• _INSTRUCTIONS FOR THE TASK_
Among the entries below, tally each line in which the word "order" is found, then state the tally alone.

══ GIVEN DATA

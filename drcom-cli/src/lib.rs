//! Command-line front end of the Drcom client
//!
//! Argument parsing, TOML configuration, logging setup and the PID file.
//! The `drcom` binary wires these to `drcom-client`.

pub mod args;
pub mod config;
pub mod logging;
pub mod pidfile;

pub use args::{Cli, Commands};
pub use config::Config;
pub use pidfile::PidFile;
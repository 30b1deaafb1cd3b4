//! Integer, address and fixed-width field encodings

use std::net::Ipv4Addr;

use drcom_core::{Error, Result};

/// Encodes `n` as the shortest big-endian byte string without a leading zero
/// byte.
///
/// The value is formatted as hex, padded on the left with one zero nibble when
/// the digit count is odd, and decoded. Zero encodes as a single `00` byte.
///
/// # Examples
///
/// ```
/// use drcom_packet::encoding::int_to_min_bytes;
///
/// assert_eq!(int_to_min_bytes(0x1), vec![0x01]);
/// assert_eq!(int_to_min_bytes(0x123), vec![0x01, 0x23]);
/// assert_eq!(int_to_min_bytes(0xffff_ffff), vec![0xff, 0xff, 0xff, 0xff]);
/// ```
pub fn int_to_min_bytes(n: u64) -> Vec<u8> {
    let bytes = n.to_be_bytes();
    let first = bytes.iter().position(|&b| b != 0).unwrap_or(bytes.len() - 1);
    bytes[first..].to_vec()
}

/// Encodes the low `N` bytes of `n` big-endian, zero-padded on the left.
///
/// Fixed-width wire fields use this instead of slicing [`int_to_min_bytes`],
/// which would under-fill the field for small values.
pub fn int_to_fixed_bytes<const N: usize>(n: u64) -> [u8; N] {
    let bytes = n.to_be_bytes();
    let mut out = [0u8; N];
    let take = N.min(bytes.len());
    out[N - take..].copy_from_slice(&bytes[bytes.len() - take..]);
    out
}

/// Parses a dotted-quad string into its 4 network-order bytes.
pub fn dotted_quad_to_bytes(s: &str) -> Result<[u8; 4]> {
    s.trim()
        .parse::<Ipv4Addr>()
        .map(|ip| ip.octets())
        .map_err(|_| Error::invalid_address(s, "not a dotted-quad IPv4 address"))
}

/// Formats 4 network-order bytes as a dotted-quad string.
pub fn bytes_to_dotted_quad(bytes: [u8; 4]) -> String {
    Ipv4Addr::from(bytes).to_string()
}

/// Copies `value` into a NUL-padded field of exactly `width` bytes, truncating
/// anything longer.
pub fn fixed_field(value: &[u8], width: usize) -> Vec<u8> {
    let mut field = vec![0u8; width];
    let len = value.len().min(width);
    field[..len].copy_from_slice(&value[..len]);
    field
}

════

• _OUTPUT FOR THIS TASK_
2